EBBOL NEM KERUNK – “we don’t want any of that” – was a slogan on Fidesz flyers during this year’s European Parliament elections. Whatever the specific issues addressed by any individual flyer, the thing being rejected in every case was the liberal values supposedly embodied by “Brussels.” By the same token, the demonization of George Soros isn’t just because Mr. Orban needs an enemy, it isn’t simply opportunistic, let alone straightforwardly anti-Semitic – it’s because Mr. Soros is in fact an ideological opponent, a man whose own project of the past 30 years has been to make Eastern Europe more like Western Europe. To foster that process was the role he envisaged for the Central European University when he founded it in 1991 – which is precisely why Mr. Orban’s government was so determined to force it out of the country. The anti-Soros campaign, unpleasant and puerile as it is, thus reflects an actual conflict about the fundamental values of a society, a conflict in which the momentum would currently appear to be on Mr. Orban’s side: As he himself has pointed out, rather than Hungary becoming more like Western Europe, Western Europe these days seems to be becoming more like Hungary. (And not only Western Europe: Steve Bannon has described Mr. Orban as “Trump before Trump.”) In any case, both sides in this battle of values increasingly regard it as a conflict that’s too important to lose – and therein lies a genuine threat to democracy.

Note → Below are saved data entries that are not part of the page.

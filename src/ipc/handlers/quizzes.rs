use chrono::Utc;
use serde_json::json;
use uuid::Uuid;

use crate::classify;
use crate::ipc::helpers::{db_conn, get_param, get_required_str, require_class, require_quiz, respond, HandlerErr};
use crate::ipc::types::{AppState, Request};
use crate::scale::ScaleRef;
use crate::scorer::{self, AnswerSet, Quiz, ScoreResult};
use crate::settings;
use crate::store::{self, StoreError};
use crate::submission::Submission;

fn answers_param(req: &Request) -> Result<AnswerSet, HandlerErr> {
    match req.params.get("answers") {
        None | Some(serde_json::Value::Null) => Ok(AnswerSet::new()),
        Some(raw) => scorer::deserialize_answers(raw)
            .map_err(|e| HandlerErr::new("bad_params", format!("invalid answers: {}", e))),
    }
}

fn score_json(quiz: &Quiz, result: &ScoreResult) -> serde_json::Value {
    let verdict = classify::grade(result.percentage, &quiz.scale(), quiz.passing_grade());
    json!({
        "score": result,
        "grade": verdict.grade,
        "passed": verdict.passed,
    })
}

fn handle_quizzes_save(state: &mut AppState, req: &Request) -> serde_json::Value {
    respond(req, || {
        let conn = db_conn(state)?;
        let mut quiz: Quiz = get_param(&req.params, "quiz")?;
        if quiz.class_id.trim().is_empty() {
            return Err(HandlerErr::new("bad_params", "missing quiz.classId"));
        }
        require_class(conn, &quiz.class_id)?;
        if quiz.id.trim().is_empty() {
            quiz.id = Uuid::new_v4().to_string();
        } else if let Some(existing) = store::load_quiz(conn, &quiz.id)? {
            if existing.class_id != quiz.class_id {
                return Err(HandlerErr::new("wrong_class", "quiz belongs to another class")
                    .with_details(json!({ "quizId": quiz.id, "classId": existing.class_id })));
            }
        }

        let defaults = settings::load_grading_defaults(conn)
            .map_err(|e| HandlerErr::new("db_query_failed", e.to_string()))?;
        defaults.apply_to(&mut quiz);

        let issues = quiz.validate();
        if !issues.is_empty() {
            log::warn!("rejected quiz {}: {} issue(s)", quiz.id, issues.len());
            return Err(HandlerErr::new("invalid_quiz", "quiz failed validation")
                .with_details(json!({ "issues": issues })));
        }
        let warnings = match &quiz.grading_scale {
            Some(ScaleRef::Custom(s)) => s.validate().warnings,
            _ => Vec::new(),
        };

        let saved = store::save_quiz(conn, &quiz, Utc::now())
            .map_err(|e| HandlerErr::new("db_insert_failed", e.to_string()))?;
        log::info!(
            "quiz {} saved for class {} ({} questions)",
            saved.id,
            saved.class_id,
            saved.questions.len()
        );
        Ok(json!({
            "quiz": saved,
            "totalPoints": saved.total_points(),
            "warnings": warnings,
        }))
    })
}

fn handle_quizzes_questions(state: &mut AppState, req: &Request) -> serde_json::Value {
    respond(req, || {
        let conn = db_conn(state)?;
        let quiz = require_quiz(conn, &get_required_str(&req.params, "quizId")?)?;
        Ok(json!({
            "quizId": quiz.id,
            "classId": quiz.class_id,
            "title": quiz.title,
            "deadline": quiz.deadline,
            "totalPoints": quiz.total_points(),
            "questions": scorer::public_questions(&quiz),
        }))
    })
}

/// Self-check scoring. Uses the same scorer as submit and stores nothing.
fn handle_quizzes_preview(state: &mut AppState, req: &Request) -> serde_json::Value {
    respond(req, || {
        let conn = db_conn(state)?;
        let quiz = require_quiz(conn, &get_required_str(&req.params, "quizId")?)?;
        let answers = answers_param(req)?;
        let result = scorer::score(&quiz, &answers);
        Ok(score_json(&quiz, &result))
    })
}

fn handle_quizzes_submit(state: &mut AppState, req: &Request) -> serde_json::Value {
    respond(req, || {
        let conn = db_conn(state)?;
        let quiz_id = get_required_str(&req.params, "quizId")?;
        let class_id = get_required_str(&req.params, "classId")?;
        let student_id = get_required_str(&req.params, "studentId")?;
        let answers = answers_param(req)?;

        let quiz = require_quiz(conn, &quiz_id)?;
        if quiz.class_id != class_id {
            log::warn!("submit for quiz {} rejected: wrong class {}", quiz_id, class_id);
            return Err(HandlerErr::new("wrong_class", "quiz does not belong to this class")
                .with_details(json!({ "quizId": quiz_id, "classId": class_id })));
        }
        let now = Utc::now();
        if let Some(deadline) = quiz.deadline {
            if now > deadline {
                log::warn!("submit for quiz {} by {} rejected: deadline passed", quiz_id, student_id);
                return Err(HandlerErr::new("deadline_passed", "the deadline for this quiz has passed")
                    .with_details(json!({ "deadline": deadline })));
            }
        }
        if !store::is_enrolled(conn, &class_id, &student_id)? {
            log::warn!("submit for quiz {} rejected: {} not enrolled", quiz_id, student_id);
            return Err(HandlerErr::new("not_enrolled", "student is not enrolled in this class")
                .with_details(json!({ "classId": class_id, "studentId": student_id })));
        }

        let (submission, result) =
            Submission::grade(Uuid::new_v4().to_string(), &quiz, &student_id, answers, now);
        match store::insert_submission(conn, &submission) {
            Ok(()) => {}
            Err(e @ StoreError::DuplicateSubmission { .. }) => {
                log::warn!("duplicate submission for quiz {} by {}", quiz_id, student_id);
                return Err(e.into());
            }
            Err(e) => return Err(HandlerErr::new("db_insert_failed", e.to_string())),
        }
        log::info!(
            "submission {} recorded: quiz {} student {} {}%",
            submission.id,
            quiz_id,
            student_id,
            result.percentage
        );

        let mut out = score_json(&quiz, &result);
        out["submissionId"] = json!(submission.id);
        out["submittedAt"] = json!(submission.submitted_at);
        Ok(out)
    })
}

pub fn try_handle(state: &mut AppState, req: &Request) -> Option<serde_json::Value> {
    match req.method.as_str() {
        "quizzes.save" => Some(handle_quizzes_save(state, req)),
        "quizzes.questions" => Some(handle_quizzes_questions(state, req)),
        "quizzes.preview" => Some(handle_quizzes_preview(state, req)),
        "quizzes.submit" => Some(handle_quizzes_submit(state, req)),
        _ => None,
    }
}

Nevertheless, it’s premature, in my opinion, to describe Mr. Orban as an autocrat. He knows as well as anyone that the day public opinion turns against him, he’s finished. That’s why Fidesz is run, exhaustingly, in permanent campaign mode. Like all successful political parties, it’s a complex coalition of interests created by particular historical circumstances – it is supported by pious old ladies still incensed by the militant atheism of the Communists, by BMW-driving businessmen happy with the economic stability and low corporate taxes of the Fidesz era, by young families who have benefited from subsidized mortgages, by much of the Roma community who have seen government largesse and who are on the whole socially conservative, and by many of the low-paid citizens who have seen the minimum wage nearly double over the past nine years. Like all successful political parties, Fidesz has a deep understanding of its electoral base and what they will and won’t swallow. And like all successful political parties, it is monstrously cynical and ruthless in its public messaging. It’s an ugly beast, and there’s currently no other political force in Hungary capable of challenging it. But one day, there will be.